USC Scientists Identify a Hidden Driver of Alzheimer's Disease
Researchers at the University of Southern California have made a significant breakthrough in the fight against Alzheimer's disease, discovering experimental drug compounds that may help curb the dangerous brain inflammation tied to one of the condition's most powerful genetic risk factors.
The findings, published in the prestigious Nature journal npj Drug Discovery, center on an enzyme known as calcium-dependent phospholipase A2 — or cPLA2 — which appears to play a central role in fueling inflammation inside the brain.
The APOE4 Connection
The USC research team first connected elevated cPLA2 activity to Alzheimer's risk while examining individuals who carry the APOE4 gene — the single strongest genetic risk factor currently known for the disease. Not every APOE4 carrier will develop Alzheimer's, but scientists observed that those with heightened cPLA2 activity faced a considerably greater likelihood of doing so.
This discovery opened a compelling new avenue: if cPLA2 is helping drive harmful neuroinflammation in high-risk individuals, could selectively dialing down its activity reduce that risk?
The Challenge: Targeting the Enzyme Without Disrupting Normal Brain Function
The scientific challenge wasn't simple. Since cPLA2 also performs essential roles in healthy brain activity, completely blocking the enzyme wasn't an option. Researchers needed compounds capable of selectively reducing its harmful inflammatory activity while leaving its normal functions largely intact.
Adding to the complexity, any viable drug compound would need to be small enough to cross the blood-brain barrier — a highly selective biological filter that blocks many substances from reaching the brain.

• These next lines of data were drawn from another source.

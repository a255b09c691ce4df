//! Device registry.
//!
//! An explicit catalog of constructible devices handed to the composer at startup. Each
//! `DeviceId` maps to a one-shot factory: `create` consumes it, so a device is built at
//! most once per machine. Factories receive a `RealizeContext` carrying their memory-map
//! entry, the realized harts, and the interrupt fabric to register their lines with.

use std::collections::{BTreeMap, BTreeSet};
use std::fmt;

use crate::common::{ConfigError, RealizeError};
use crate::config::SystemConfig;
use crate::core::HartArray;
use crate::soc::fabric::InterruptFabric;
use crate::soc::memmap::{DeviceId, MemMapEntry};
use crate::soc::traits::Device;

/// Everything a factory may consult while building its device.
pub struct RealizeContext<'a> {
    /// Memory-map entry of the device being created.
    pub entry: MemMapEntry,
    /// The realized hart array.
    pub harts: &'a HartArray,
    /// Interrupt fabric to bind output lines through.
    pub fabric: &'a mut InterruptFabric,
    /// System-level parameters (serial backend, timer divider).
    pub system: &'a SystemConfig,
}

/// Builds the bus devices for one `DeviceId`.
///
/// A factory may return several devices (the CLINT window holds both ACLINT blocks);
/// each must lie inside `ctx.entry`.
pub type DeviceFactory =
    Box<dyn FnOnce(&mut RealizeContext<'_>) -> Result<Vec<Box<dyn Device>>, RealizeError>>;

/// Maps device identifiers to their factories.
#[derive(Default)]
pub struct DeviceRegistry {
    factories: BTreeMap<DeviceId, DeviceFactory>,
    created: BTreeSet<DeviceId>,
}

impl fmt::Debug for DeviceRegistry {
    fn fmt(&self, f: &mut fmt::Formatter<'_>) -> fmt::Result {
        f.debug_struct("DeviceRegistry")
            .field("registered", &self.factories.keys().collect::<Vec<_>>())
            .field("created", &self.created)
            .finish()
    }
}

impl DeviceRegistry {
    /// Creates an empty registry.
    pub fn new() -> Self {
        Self::default()
    }

    /// Registers the factory for `id`.
    ///
    /// # Errors
    ///
    /// `ConfigError::DuplicateFactory` if `id` already has one.
    pub fn register<F>(&mut self, id: DeviceId, factory: F) -> Result<(), ConfigError>
    where
        F: FnOnce(&mut RealizeContext<'_>) -> Result<Vec<Box<dyn Device>>, RealizeError>
            + 'static,
    {
        if self.factories.contains_key(&id) || self.created.contains(&id) {
            return Err(ConfigError::DuplicateFactory(id));
        }
        let _ = self.factories.insert(id, Box::new(factory));
        Ok(())
    }

    /// Registers or overrides the factory for `id`; returns whether one was replaced.
    pub fn replace<F>(&mut self, id: DeviceId, factory: F) -> bool
    where
        F: FnOnce(&mut RealizeContext<'_>) -> Result<Vec<Box<dyn Device>>, RealizeError>
            + 'static,
    {
        self.factories.insert(id, Box::new(factory)).is_some()
    }

    /// Returns whether a factory for `id` is waiting to run.
    pub fn contains(&self, id: DeviceId) -> bool {
        self.factories.contains_key(&id)
    }

    /// Returns whether `id` has already been created.
    pub fn is_created(&self, id: DeviceId) -> bool {
        self.created.contains(&id)
    }

    /// Runs and consumes the factory for `id`.
    ///
    /// # Errors
    ///
    /// `RealizeError::AlreadyCreated` on a second call for the same id,
    /// `RealizeError::MissingFactory` if none was registered, or whatever the factory
    /// returns.
    pub fn create(
        &mut self,
        id: DeviceId,
        ctx: &mut RealizeContext<'_>,
    ) -> Result<Vec<Box<dyn Device>>, RealizeError> {
        if self.created.contains(&id) {
            return Err(RealizeError::AlreadyCreated(id));
        }
        let factory = self
            .factories
            .remove(&id)
            .ok_or(RealizeError::MissingFactory(id))?;
        let _ = self.created.insert(id);
        factory(ctx)
    }
}
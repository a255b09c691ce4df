//! Machine bootstrap and boot-image loading.
//!
//! Turns a `Config` into a composed machine and places the boot image into RAM.

/// ELF and raw boot-image loading.
pub mod loader;

/// Top-level machine construction.
pub mod machine;

pub use loader::{ImageFormat, LoadedImage, Placement, load_boot_image};
pub use machine::Machine;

What the Lead Researcher Said
"In this study, we identified compounds that act selectively on cPLA2, with minimal effects on related PLA2 enzymes that are important for normal cellular function," said senior author Hussein Yassine, director of the Center for Personalized Brain Health at the Keck School of Medicine of USC. "Across cell-based and animal models, cPLA2 activity was reduced at low concentrations, indicating that the compounds are potent in brain-relevant systems."

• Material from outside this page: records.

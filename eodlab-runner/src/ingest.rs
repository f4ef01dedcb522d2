//! Ingestion orchestrator: catalog → watermark → plan → fetch → parse → upsert.
//!
//! Every planned window of an issuer runs one fetch+parse cycle, oldest
//! first. Records are accumulated in issuer order, then window order, then
//! page order, and persisted with a single batched upsert once all fetching
//! is done. A run therefore either writes everything it parsed or nothing.
//!
//! The first failed history fetch for an issuer ends that issuer's run: its
//! later windows are skipped and only rows from earlier windows are kept. The
//! stored watermark thus never moves past a gap, and the next run resumes at
//! the failed window. Catalog failures, schema drift and store failures abort
//! the whole run.

use std::collections::HashMap;
use std::sync::Arc;
use std::time::{Duration, Instant};

use chrono::NaiveDate;
use eodlab_core::data::{
    start_date, HistoryClient, HttpTransport, IssuerCatalog, ParseError, ParseStats,
    RangePlanner, RecordParser, SourceError, Transport,
};
use eodlab_core::domain::{DateRange, Issuer, TransactionRecord};
use eodlab_core::store::{SqliteStore, StoreError};
use rayon::prelude::*;
use serde::{Deserialize, Serialize};
use thiserror::Error;
use tracing::{debug, warn};

use crate::config::{ConfigError, IngestConfig};
use crate::progress::IngestProgress;

#[derive(Debug, Error)]
pub enum IngestError {
    #[error("failed to read issuer catalog: {0}")]
    Catalog(#[source] SourceError),

    #[error("schema drift for {issuer} in window {window}: {source}")]
    SchemaDrift {
        issuer: String,
        window: DateRange,
        #[source]
        source: ParseError,
    },

    #[error("store failure: {0}")]
    Store(#[from] StoreError),

    #[error("failed to build worker pool: {0}")]
    WorkerPool(#[from] rayon::ThreadPoolBuildError),
}

/// A window that could not be fetched.
#[derive(Debug, Clone, PartialEq, Eq, Serialize, Deserialize)]
pub struct FailedWindow {
    pub issuer: String,
    pub from: NaiveDate,
    pub to: NaiveDate,
    /// Still 503 after the retry, as opposed to any other failure.
    pub unavailable: bool,
    pub reason: String,
}

/// Per-issuer outcome.
#[derive(Debug, Clone, PartialEq, Eq, Serialize, Deserialize)]
pub struct IssuerReport {
    pub issuer: String,
    /// Inclusive start date the plan began from.
    pub start: NaiveDate,
    pub windows_planned: usize,
    pub windows_fetched: usize,
    /// Windows after a failed one, left for the next run.
    pub windows_skipped: usize,
    /// Rows parsed for this issuer (before the batch write).
    pub rows: usize,
    pub rows_dropped: usize,
}

#[derive(Debug, Clone, Copy, Default, PartialEq, Eq, Serialize, Deserialize)]
pub struct PhaseDurations {
    pub fetch_ms: u64,
    pub write_ms: u64,
    pub total_ms: u64,
}

/// Outcome of one ingestion run.
#[derive(Debug, Clone, Default, PartialEq, Eq, Serialize, Deserialize)]
pub struct IngestSummary {
    /// Reference date the plan was computed against.
    pub today: Option<NaiveDate>,
    pub issuers_discovered: usize,
    /// Catalog codes rejected by the digit filter.
    pub issuers_excluded: Vec<String>,
    pub windows_planned: usize,
    pub windows_fetched: usize,
    pub windows_skipped: usize,
    /// At most one per issuer: the window that stopped it.
    pub failed_windows: Vec<FailedWindow>,
    pub rows_parsed: usize,
    pub rows_dropped: usize,
    pub rows_written: usize,
    pub issuers: Vec<IssuerReport>,
    pub durations: PhaseDurations,
}

impl IngestSummary {
    pub fn has_failures(&self) -> bool {
        !self.failed_windows.is_empty()
    }

    pub fn to_json(&self) -> Result<String, serde_json::Error> {
        serde_json::to_string_pretty(self)
    }
}

/// Everything fetched in one run, in write order, before it is stored.
#[derive(Debug, Clone, Default)]
pub struct IngestBatch {
    pub records: Vec<TransactionRecord>,
    pub summary: IngestSummary,
}

/// Issuer plus its planned windows.
#[derive(Debug, Clone)]
struct IssuerPlan {
    issuer: Issuer,
    start: NaiveDate,
    windows: Vec<DateRange>,
}

/// Result of running the windows of one issuer.
#[derive(Debug)]
struct IssuerOutcome {
    records: Vec<TransactionRecord>,
    stats: ParseStats,
    failed: Option<FailedWindow>,
    report: IssuerReport,
}

/// Runs the full pipeline against one store.
pub struct Ingestor {
    catalog: IssuerCatalog,
    client: HistoryClient,
    parser: RecordParser,
    planner: RangePlanner,
    lookback_days: u64,
    workers: usize,
}

impl Ingestor {
    /// Build from configuration with an explicit transport.
    pub fn new(config: &IngestConfig, transport: Arc<dyn Transport>) -> Result<Self, ConfigError> {
        let source = &config.source;
        Ok(Self {
            catalog: IssuerCatalog::new(
                Arc::clone(&transport),
                source.catalog_url.clone(),
                source.catalog_select_id.clone(),
            ),
            client: HistoryClient::new(transport, source.history_url.clone(), source.retry_policy()),
            parser: RecordParser::new(config.column_map()?),
            planner: RangePlanner::new(config.ingest.window_days),
            lookback_days: config.ingest.lookback_days,
            workers: config.ingest.workers.max(1),
        })
    }

    /// Build from configuration over a real HTTP transport.
    pub fn from_config(config: &IngestConfig) -> Result<Self, IngestBuildError> {
        let transport = HttpTransport::new(&config.source.http_settings())?;
        Ok(Self::new(config, Arc::new(transport))?)
    }

    pub fn workers(&self) -> usize {
        self.workers
    }

    /// Execute one run. `today` is the upper bound of every plan.
    pub fn run(
        &self,
        store: &mut SqliteStore,
        today: NaiveDate,
        progress: &dyn IngestProgress,
    ) -> Result<IngestSummary, IngestError> {
        let started = Instant::now();
        let IngestBatch {
            records,
            mut summary,
        } = self.collect(store, today, progress)?;

        let write_started = Instant::now();
        summary.rows_written = store.upsert(&records)?;
        summary.durations.write_ms = millis(write_started.elapsed());
        summary.durations.total_ms = millis(started.elapsed());

        progress.on_complete(&summary);
        Ok(summary)
    }

    /// Catalog, plan and fetch without writing.
    ///
    /// The store is only read for watermarks. Records come back in the order
    /// [`run`](Self::run) persists them.
    pub fn collect(
        &self,
        store: &SqliteStore,
        today: NaiveDate,
        progress: &dyn IngestProgress,
    ) -> Result<IngestBatch, IngestError> {
        let listing = self.catalog.discover().map_err(IngestError::Catalog)?;
        progress.on_catalog(&listing);

        // Watermarks are read up front so workers never touch the store.
        let watermarks: HashMap<String, NaiveDate> = store
            .watermarks()?
            .into_iter()
            .map(|c| (c.issuer, c.last_date))
            .collect();

        let plans: Vec<IssuerPlan> = listing
            .issuers
            .iter()
            .map(|issuer| {
                let watermark = watermarks.get(issuer.as_str()).copied();
                let start = start_date(watermark, today, self.lookback_days);
                debug!(issuer = %issuer, ?watermark, %start, "planned");
                IssuerPlan {
                    issuer: issuer.clone(),
                    start,
                    windows: self.planner.split(start, today),
                }
            })
            .collect();

        let total = plans.len();
        let fetch_started = Instant::now();
        let outcomes: Vec<IssuerOutcome> = if self.workers > 1 {
            let pool = rayon::ThreadPoolBuilder::new()
                .num_threads(self.workers)
                .build()?;
            pool.install(|| {
                plans
                    .par_iter()
                    .enumerate()
                    .map(|(i, plan)| self.run_issuer(plan, i, total, progress))
                    .collect::<Result<Vec<_>, _>>()
            })?
        } else {
            plans
                .iter()
                .enumerate()
                .map(|(i, plan)| self.run_issuer(plan, i, total, progress))
                .collect::<Result<Vec<_>, _>>()?
        };

        let mut summary = IngestSummary {
            today: Some(today),
            issuers_discovered: listing.issuers.len(),
            issuers_excluded: listing.excluded,
            windows_planned: plans.iter().map(|p| p.windows.len()).sum(),
            ..IngestSummary::default()
        };
        summary.durations.fetch_ms = millis(fetch_started.elapsed());

        let mut records = Vec::new();
        let mut stats = ParseStats::default();
        for outcome in outcomes {
            records.extend(outcome.records);
            stats.merge(outcome.stats);
            summary.windows_fetched += outcome.report.windows_fetched;
            summary.windows_skipped += outcome.report.windows_skipped;
            summary.failed_windows.extend(outcome.failed);
            summary.issuers.push(outcome.report);
        }
        summary.rows_parsed = records.len();
        summary.rows_dropped = stats.rows_dropped;

        Ok(IngestBatch { records, summary })
    }

    fn run_issuer(
        &self,
        plan: &IssuerPlan,
        index: usize,
        total: usize,
        progress: &dyn IngestProgress,
    ) -> Result<IssuerOutcome, IngestError> {
        let code = plan.issuer.as_str();
        progress.on_issuer_start(code, index, total, plan.windows.len());

        let mut records = Vec::new();
        let mut stats = ParseStats::default();
        let mut failed = None;
        let mut windows_fetched = 0;

        for window in &plan.windows {
            let html = match self.client.fetch(code, window) {
                Ok(html) => html,
                Err(e) => {
                    if e.is_unavailable() {
                        warn!(issuer = code, %window, "source still unavailable after retry");
                    } else {
                        warn!(issuer = code, %window, error = %e, "window fetch failed");
                    }
                    failed = Some(FailedWindow {
                        issuer: code.to_string(),
                        from: window.from(),
                        to: window.to(),
                        unavailable: e.is_unavailable(),
                        reason: e.to_string(),
                    });
                    break;
                }
            };
            windows_fetched += 1;

            let page = self
                .parser
                .parse(code, &html)
                .map_err(|source| IngestError::SchemaDrift {
                    issuer: code.to_string(),
                    window: *window,
                    source,
                })?;
            debug!(issuer = code, %window, rows = page.records.len(), "window parsed");
            stats.merge(page.stats);
            records.extend(page.records);
        }

        let windows_skipped = plan.windows.len() - windows_fetched - usize::from(failed.is_some());
        if windows_skipped > 0 {
            debug!(issuer = code, windows_skipped, "remaining windows left for the next run");
        }

        let report = IssuerReport {
            issuer: code.to_string(),
            start: plan.start,
            windows_planned: plan.windows.len(),
            windows_fetched,
            windows_skipped,
            rows: records.len(),
            rows_dropped: stats.rows_dropped,
        };
        progress.on_issuer_complete(&report, index, total);

        Ok(IssuerOutcome {
            records,
            stats,
            failed,
            report,
        })
    }
}

/// Failure to assemble an [`Ingestor`] from configuration.
#[derive(Debug, Error)]
pub enum IngestBuildError {
    #[error(transparent)]
    Config(#[from] ConfigError),

    #[error(transparent)]
    Transport(#[from] SourceError),
}

fn millis(d: Duration) -> u64 {
    u64::try_from(d.as_millis()).unwrap_or(u64::MAX)
}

Screening Billions of Molecules to Find the Right Candidate
To identify viable drug candidates, the team deployed large-scale computational screening — a process that evaluated billions of potential molecules. The goal was to zero in on compounds predicted to selectively inhibit cPLA2, successfully penetrate the brain, and remain effective under realistic biological conditions.
This advanced screening methodology was developed by Vsevolod "Seva" Katritch of the USC Dornsife College of Letters, Arts and Sciences and the USC Michelson Center for Convergent Bioscience.

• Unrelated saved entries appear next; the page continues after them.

//! eodlab Runner: configuration, ingestion orchestration, export, logging.
//!
//! This crate builds on `eodlab-core` to provide:
//! - TOML configuration with defaults for every field
//! - The ingestion orchestrator and its run summary
//! - Progress reporting through `tracing`
//! - JSON and CSV export of stored history
//! - Subscriber setup for the binary

pub mod config;
pub mod export;
pub mod ingest;
pub mod logging;
pub mod progress;

pub use config::{ConfigError, IngestConfig, IngestSettings, SourceConfig, StoreConfig};
pub use export::{export_records_csv, export_records_json, write_summary_report, ExportFormat};
pub use ingest::{
    FailedWindow, IngestBatch, IngestBuildError, IngestError, IngestSummary, Ingestor,
    IssuerReport, PhaseDurations,
};
pub use logging::{init_logging, LogConfig, LogFormat};
pub use progress::{IngestProgress, LogProgress, SilentProgress};
//! Issuer discovery from the source's symbol listing.
//!
//! The listing is an HTML page whose `<select id="Code">` control carries one
//! `<option value="…">` per listed instrument. Codes containing a digit mark
//! bonds and other non-equity instruments and are excluded.
//!
//! Unlike history fetches, catalog fetches are never retried: if the listing
//! is unavailable the run cannot proceed and should say so immediately.

use super::parser::selector;
use super::source::{SourceError, Transport};
use crate::domain::Issuer;
use scraper::{Html, Selector};
use std::collections::BTreeSet;
use std::sync::Arc;

/// Result of reading the listing.
#[derive(Debug, Clone, Default, PartialEq, Eq)]
pub struct CatalogListing {
    /// Unique equity issuers, sorted by code.
    pub issuers: Vec<Issuer>,
    /// Distinct codes rejected by the digit filter.
    pub excluded: Vec<String>,
}

pub struct IssuerCatalog {
    transport: Arc<dyn Transport>,
    url: String,
    select_id: String,
}

impl IssuerCatalog {
    pub fn new(transport: Arc<dyn Transport>, url: impl Into<String>, select_id: impl Into<String>) -> Self {
        Self {
            transport,
            url: url.into(),
            select_id: select_id.into(),
        }
    }

    pub fn url(&self) -> &str {
        &self.url
    }

    /// Fetch and filter the listing. Errors propagate without retry.
    pub fn discover(&self) -> Result<CatalogListing, SourceError> {
        let resp = self.transport.get(&self.url)?;
        if !resp.is_success() {
            return Err(SourceError::HttpStatus {
                url: self.url.clone(),
                status: resp.status,
            });
        }
        parse_listing(&resp.body, &self.select_id)
    }
}

/// Extract issuer codes from a listing page.
pub fn parse_listing(html: &str, select_id: &str) -> Result<CatalogListing, SourceError> {
    let document = Html::parse_document(html);
    let select_css = format!("select#{select_id}");
    let select = Selector::parse(&select_css)
        .map_err(|e| SourceError::ResponseFormatChanged(format!("bad select id '{select_id}': {e:?}")))?;
    let option = selector("option");

    let control = document.select(&select).next().ok_or_else(|| {
        SourceError::ResponseFormatChanged(format!("listing has no <select id=\"{select_id}\">"))
    })?;

    let mut issuers = BTreeSet::new();
    let mut excluded = BTreeSet::new();
    for opt in control.select(&option) {
        let Some(code) = opt.value().attr("value") else {
            continue;
        };
        if code.trim().is_empty() {
            continue;
        }
        match Issuer::parse(code) {
            Some(issuer) => {
                issuers.insert(issuer);
            }
            None => {
                excluded.insert(code.trim().to_string());
            }
        }
    }

    Ok(CatalogListing {
        issuers: issuers.into_iter().collect(),
        excluded: excluded.into_iter().collect(),
    })
}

Following the initial screening phase, pharmacologist Stan Louie of the USC Alfred E. Mann School of Pharmacy and Pharmaceutical Sciences spearheaded efforts to prepare shortlisted compounds for animal testing and evaluate how efficiently they reached the brain.
Promising Early Results in Lab and Animal Models
One cPLA2 inhibitor rose to the top of the candidate list after demonstrating the ability to reduce harmful enzyme activation in human brain cells exposed to Alzheimer's-related stress conditions.
In subsequent mouse studies, the compound successfully crossed the blood-brain barrier and positively influenced neuroinflammatory pathways associated with Alzheimer's progression — a result that researchers describe as highly encouraging for the treatment of neurodegenerative disorders.
What Comes Next
"Our goal is to find out whether targeting inflammation can alter Alzheimer's risk — particularly in APOE4 carriers," Yassine said. "This next phase focuses not on promises, but on carefully determining whether modulating this pathway is safe, feasible, and ultimately meaningful for human disease."
The study was co-led by Anastasiia V. Sadybekov, Marlon Vincent Duro, and Shaowei Wang, alongside additional contributors from across USC's research divisions.
Funding for the research was provided by the National Institute on Aging, the National Institute of General Medical Sciences, the Department of Defense, the Alzheimer's Drug Discovery Foundation, and several private donors.
Disclosure: Yassine, Katritch, and Louie are founders of PeBRx, a company currently developing cPLA2 inhibitors.